To Emma, hoever, Nina—a successful painter, her own daughter nearly grown—is a saviour, always turning up at the right time, offering Emma exactly what she needs, providing a glimpse of the world outside, of the life she’d like to have. Nina is a respite from the drudgery of a schedule Emma describes as full of tasks all both so urgent and tedious, breaking the day into useless pieces, rendering the whole thing as just scraps. But why is Nina so interested in her? It’s a nagging question, but one that Emma pushes to the back of her mind, which is already overwhelmed by lack of sleep, stress, financial worries, marital strife, and general ennui. She’s so vulnerable, which Nina recognizes instantly, and realizes she can prey on.

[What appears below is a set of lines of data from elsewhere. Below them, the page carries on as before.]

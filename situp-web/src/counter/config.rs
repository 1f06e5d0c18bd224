//! Counter thresholds

/// Angle thresholds in degrees
#[derive(Clone, Copy, Debug, PartialEq)]
pub struct Thresholds {
    /// Above this the subject is lying down
    pub down_angle: f32,
    /// Below this the subject is sitting up
    pub up_angle: f32,
    /// Minimum max-min spread of recent angles for a rep to count
    pub min_range_of_motion: f32,
}

impl Thresholds {
    pub fn new(down_angle: f32, up_angle: f32, min_range_of_motion: f32) -> Option<Self> {
        let t = Self { down_angle, up_angle, min_range_of_motion };
        t.is_valid().then_some(t)
    }

    /// Sit-up preset, lenient enough for a phone camera at floor level
    pub fn for_situps() -> Self {
        Self {
            down_angle: 140.0,
            up_angle: 70.0,
            min_range_of_motion: 50.0,
        }
    }

    /// Finite, non-negative range, and the up threshold strictly below down
    pub fn is_valid(&self) -> bool {
        self.down_angle.is_finite()
            && self.up_angle.is_finite()
            && self.min_range_of_motion.is_finite()
            && self.min_range_of_motion >= 0.0
            && self.up_angle < self.down_angle
    }
}

impl Default for Thresholds {
    fn default() -> Self {
        Self::for_situps()
    }
}
//! Repetition counter - per-frame orchestration
//!
//! position check → torso angle → median smoothing → stage transition →
//! validation on return to `Down` → feedback.
//!
//! One counter tracks one subject. State is owned by the instance and
//! mutated once per frame; run separate instances for separate people.

use crate::pose::{JointMap, MediaPipePose, PoseEstimator, Side, is_valid_position};

use super::config::Thresholds;
use super::feedback::Feedback;
use super::history::StageHistory;
use super::smoother::AngleSmoother;
use super::stage::{Stage, next_stage};
use super::validator::{RepVerdict, validate_repetition};

/// Outcome of one processed frame
#[derive(Clone, Debug, PartialEq)]
pub struct FrameUpdate {
    /// Total accepted repetitions
    pub count: u32,
    /// Stage after this frame (`None` until the first measurable frame)
    pub stage: Option<Stage>,
    /// Smoothed torso angle, if one was measured this frame
    pub angle: Option<f32>,
    /// Whether a complete joint triple was present
    pub valid_position: bool,
    /// Set on frames that completed a cycle
    pub verdict: Option<RepVerdict>,
    pub feedback: Feedback,
}

impl FrameUpdate {
    /// True on the frame a repetition was accepted
    pub fn counted(&self) -> bool {
        self.verdict.is_some_and(|v| v.is_valid())
    }

    pub fn message(&self) -> String {
        self.feedback.message()
    }
}

/// Frame outcome plus whatever landmarks the provider produced
#[derive(Clone, Debug)]
pub struct FrameResult<L> {
    pub update: FrameUpdate,
    pub landmarks: Option<L>,
}

/// Snapshot of counter state
#[derive(Clone, Copy, Debug, PartialEq, Eq)]
pub struct CounterStats {
    pub total_count: u32,
    pub current_stage: Option<Stage>,
    pub angle_history_length: usize,
    pub stage_history_length: usize,
}

/// Count, stage and both histories
#[derive(Clone, Debug, Default)]
struct CounterState {
    count: u32,
    stage: Option<Stage>,
    angles: AngleSmoother,
    stages: StageHistory,
}

/// Sit-up repetition counter over a pose provider
pub struct RepCounter<P: PoseEstimator = MediaPipePose> {
    estimator: P,
    thresholds: Thresholds,
    state: CounterState,
}

impl<P: PoseEstimator> RepCounter<P> {
    pub fn new(estimator: P) -> Self {
        Self::with_thresholds(estimator, Thresholds::for_situps())
    }

    pub fn with_thresholds(estimator: P, thresholds: Thresholds) -> Self {
        Self {
            estimator,
            thresholds,
            state: CounterState::default(),
        }
    }

    /// Run the provider on a frame and count from its key points
    pub fn process_frame(&mut self, frame: &P::Frame) -> FrameResult<P::Landmarks> {
        let landmarks = self.estimator.landmarks(frame);
        let joints = self.estimator.key_points(landmarks.as_ref());
        let update = self.process_joints(&joints);

        FrameResult { update, landmarks }
    }

    /// Count from an already-extracted joint map
    ///
    /// Detection gaps leave count, stage and both histories untouched.
    pub fn process_joints(&mut self, joints: &JointMap) -> FrameUpdate {
        if !is_valid_position(joints) {
            return self.unchanged(false, Feedback::NotPositioned);
        }

        match self.torso_angle(joints) {
            Some(angle) => self.advance(angle),
            None => self.unchanged(true, Feedback::LandmarksUnclear),
        }
    }

    /// Smoothed shoulder-hip-knee angle, left side preferred
    ///
    /// `None` when neither side is complete or the chosen side has
    /// malformed coordinates. Only measurable frames enter the smoother.
    pub fn torso_angle(&mut self, joints: &JointMap) -> Option<f32> {
        let triple = Side::PREFERRED.iter().find_map(|side| joints.triple(*side))?;
        if !triple.is_well_formed() {
            return None;
        }

        let raw = self.estimator.angle(&triple.shoulder, &triple.hip, &triple.knee);
        if !raw.is_finite() {
            return None;
        }

        Some(self.state.angles.smooth(raw))
    }

    /// Count from a raw torso angle measured upstream
    ///
    /// The angle goes through the smoother like any measured frame. A
    /// non-finite angle leaves state untouched.
    pub fn process_angle(&mut self, raw_angle: f32) -> FrameUpdate {
        if !raw_angle.is_finite() {
            return self.unchanged(true, Feedback::LandmarksUnclear);
        }

        let angle = self.state.angles.smooth(raw_angle);
        self.advance(angle)
    }

    /// Advance the stage machine with an angle already in the smoother
    fn advance(&mut self, angle: f32) -> FrameUpdate {
        let previous = self.state.stage;
        let stage = next_stage(angle, previous, &self.thresholds);

        if previous != Some(stage) {
            self.state.stages.record(stage);
        }
        self.state.stage = Some(stage);

        let completed_cycle = previous.is_some_and(|p| p.is_descending()) && stage == Stage::Down;

        let verdict = completed_cycle.then(|| {
            validate_repetition(
                &self.state.stages,
                &self.state.angles,
                self.thresholds.min_range_of_motion,
            )
        });

        let feedback = match verdict {
            Some(RepVerdict::Valid) => {
                self.state.count += 1;
                Feedback::Counted(self.state.count)
            }
            Some(_) => Feedback::GoFurther,
            None => Feedback::Stage(stage),
        };

        FrameUpdate {
            count: self.state.count,
            stage: Some(stage),
            angle: Some(angle),
            valid_position: true,
            verdict,
            feedback,
        }
    }

    /// Clear count, stage and both histories
    pub fn reset(&mut self) {
        self.state = CounterState::default();
    }

    pub fn stats(&self) -> CounterStats {
        CounterStats {
            total_count: self.state.count,
            current_stage: self.state.stage,
            angle_history_length: self.state.angles.len(),
            stage_history_length: self.state.stages.len(),
        }
    }

    pub fn count(&self) -> u32 {
        self.state.count
    }

    pub fn stage(&self) -> Option<Stage> {
        self.state.stage
    }

    /// Takes effect from the next frame; history is kept
    pub fn set_thresholds(&mut self, thresholds: Thresholds) {
        self.thresholds = thresholds;
    }

    pub fn estimator_mut(&mut self) -> &mut P {
        &mut self.estimator
    }

    fn unchanged(&self, valid_position: bool, feedback: Feedback) -> FrameUpdate {
        FrameUpdate {
            count: self.state.count,
            stage: self.state.stage,
            angle: None,
            valid_position,
            verdict: None,
            feedback,
        }
    }
}

impl Default for RepCounter<MediaPipePose> {
    fn default() -> Self {
        Self::new(MediaPipePose::new())
    }
}

#[cfg(test)]
mod tests {
    use super::*;

    /// Feed an angle that is already smooth; it still lands in the
    /// angle history so the range gate judges the same samples
    fn step(counter: &mut RepCounter, angle: f32) -> FrameUpdate {
        counter.state.angles.smooth(angle);
        counter.advance(angle)
    }

    fn stages_for(counter: &mut RepCounter, angles: &[f32]) -> Vec<Stage> {
        angles
            .iter()
            .map(|&a| step(counter, a).stage.unwrap())
            .collect()
    }

    #[test]
    fn test_new_counter_is_empty() {
        let counter = RepCounter::new(MediaPipePose::new());
        assert_eq!(
            counter.stats(),
            CounterStats {
                total_count: 0,
                current_stage: None,
                angle_history_length: 0,
                stage_history_length: 0,
            }
        );
    }

    #[test]
    fn test_acceptance_sequence_counts_once_at_the_end() {
        let mut counter = RepCounter::new(MediaPipePose::new());
        let angles = [150.0, 150.0, 100.0, 60.0, 60.0, 100.0];
        let expected = [
            Stage::Down,
            Stage::Down,
            Stage::TransitionUp,
            Stage::Up,
            Stage::Up,
            Stage::TransitionDown,
        ];
        for (&a, &stage) in angles.iter().zip(expected.iter()) {
            let update = step(&mut counter, a);
            assert_eq!(update.stage, Some(stage));
            assert_eq!(update.count, 0);
        }

        let last = step(&mut counter, 150.0);
        assert_eq!(counter.stats().angle_history_length, 7);
        assert_eq!(last.stage, Some(Stage::Down));
        assert_eq!(last.count, 1);
        assert!(last.counted());
        assert_eq!(last.message(), "Excellent! Sit-up #1 counted ✓");
    }

    #[test]
    fn test_holding_down_does_not_double_count() {
        let mut counter = RepCounter::new(MediaPipePose::new());
        for a in [150.0, 150.0, 100.0, 60.0, 60.0, 100.0, 150.0] {
            step(&mut counter, a);
        }
        let again = step(&mut counter, 150.0);
        assert_eq!(again.count, 1);
        assert!(again.verdict.is_none());
        assert_eq!(again.message(), "Ready - now sit up!");
    }

    #[test]
    fn test_duplicate_stages_are_not_recorded() {
        let mut counter = RepCounter::new(MediaPipePose::new());
        stages_for(&mut counter, &[150.0, 150.0, 150.0, 60.0, 60.0]);
        assert_eq!(counter.stats().stage_history_length, 2);
    }

    #[test]
    fn test_dead_zone_first_frame_is_unknown() {
        let mut counter = RepCounter::new(MediaPipePose::new());
        let update = step(&mut counter, 100.0);
        assert_eq!(update.stage, Some(Stage::Unknown));
        assert!(update.message().is_empty());
    }

    #[test]
    fn test_incomplete_cycle_gets_corrective_feedback() {
        let mut counter = RepCounter::new(MediaPipePose::new());
        // Up then straight back down with no recorded Down before it
        let stages = stages_for(&mut counter, &[60.0, 100.0, 150.0]);
        assert_eq!(stages, vec![Stage::Up, Stage::TransitionDown, Stage::Down]);
        let stats = counter.stats();
        assert_eq!(stats.total_count, 0);

        step(&mut counter, 60.0);
        let update = step(&mut counter, 150.0);
        assert_eq!(update.verdict, Some(RepVerdict::IncompleteSequence));
        assert_eq!(update.message(), "Almost there! Go all the way up for full rep");
        assert_eq!(update.count, 0);
    }

    #[test]
    fn test_reset_restores_initial_state() {
        let mut counter = RepCounter::new(MediaPipePose::new());
        for a in [150.0, 100.0, 60.0, 100.0, 150.0] {
            step(&mut counter, a);
        }
        assert_eq!(counter.count(), 1);

        counter.reset();
        counter.reset();
        assert_eq!(counter.stats(), RepCounter::new(MediaPipePose::new()).stats());
        assert_eq!(counter.stage(), None);
    }

    #[test]
    fn test_thresholds_can_be_tightened() {
        let mut counter = RepCounter::new(MediaPipePose::new());
        counter.set_thresholds(Thresholds::new(160.0, 50.0, 50.0).unwrap());
        assert_eq!(step(&mut counter, 150.0).stage, Some(Stage::Unknown));
        assert_eq!(step(&mut counter, 55.0).stage, Some(Stage::Unknown));
        assert_eq!(step(&mut counter, 45.0).stage, Some(Stage::Up));
    }

    #[test]
    fn test_shallow_swing_through_full_pattern_is_rejected() {
        let mut counter = RepCounter::new(MediaPipePose::new());
        counter.set_thresholds(Thresholds::new(115.0, 105.0, 50.0).unwrap());
        let stages = stages_for(&mut counter, &[120.0, 110.0, 100.0, 110.0]);
        assert_eq!(
            stages,
            vec![Stage::Down, Stage::TransitionUp, Stage::Up, Stage::TransitionDown]
        );

        let last = step(&mut counter, 120.0);
        assert_eq!(last.stage, Some(Stage::Down));
        assert_eq!(last.verdict, Some(RepVerdict::ShallowMotion));
        assert_eq!(last.count, 0);
        assert_eq!(counter.stats().angle_history_length, 5);
    }

    #[test]
    fn test_process_angle_counts_a_full_situp() {
        let mut counter = RepCounter::new(MediaPipePose::new());
        let mut counted_at = Vec::new();
        for (i, &a) in [160.0; 10].iter().chain(&[40.0; 10]).chain(&[160.0; 10]).enumerate() {
            if counter.process_angle(a).counted() {
                counted_at.push(i);
            }
        }
        assert_eq!(counted_at, vec![25]);
        assert_eq!(counter.stats().angle_history_length, 10);
    }

    #[test]
    fn test_process_angle_rejects_shallow_bobbing() {
        let mut counter = RepCounter::new(MediaPipePose::new());
        counter.set_thresholds(Thresholds::new(115.0, 105.0, 50.0).unwrap());
        let mut verdicts = Vec::new();
        for &a in [120.0; 10].iter().chain(&[100.0; 10]).chain(&[120.0; 10]) {
            verdicts.extend(counter.process_angle(a).verdict);
        }
        assert_eq!(verdicts, vec![RepVerdict::ShallowMotion]);
        assert_eq!(counter.count(), 0);
    }

    #[test]
    fn test_process_angle_skips_non_finite_input() {
        let mut counter = RepCounter::new(MediaPipePose::new());
        counter.process_angle(150.0);
        let before = counter.stats();

        let update = counter.process_angle(f32::NAN);
        assert!(update.angle.is_none());
        assert_eq!(update.feedback, Feedback::LandmarksUnclear);
        assert_eq!(counter.stats(), before);
    }
}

Which makes Her so compelling, so beyond those other narratives which tire me whose only virtue is their honesty, is that the truths revealed about new motherhood are just the starting point. From here, Lane has created a psychological thriller so convincing in its reality, so ominous in its mundanity, so sippy-cup sinister in a manner I last recall reading in Emily Perkins’ excellent 2008 book, A Novel About My Wife.
Nina gets closer and closer to Emma, welcomed into her home, caring for her children, and while we know along she has nefarious intentions—presented in the alternating chapters which, like Emma’s, are written in first-person—we don’t know why she’s out to exact revenge from Emma, who doesn’t remember her at all. We don’t know either which form her revenge will take, though as the novel progresses, indicators emerge, signs and signals that are so terrifying, all hurtling towards the novel’s very end, which is completely and utterly devastating. Not to mention amazing. But don’t say I didn’t warn you.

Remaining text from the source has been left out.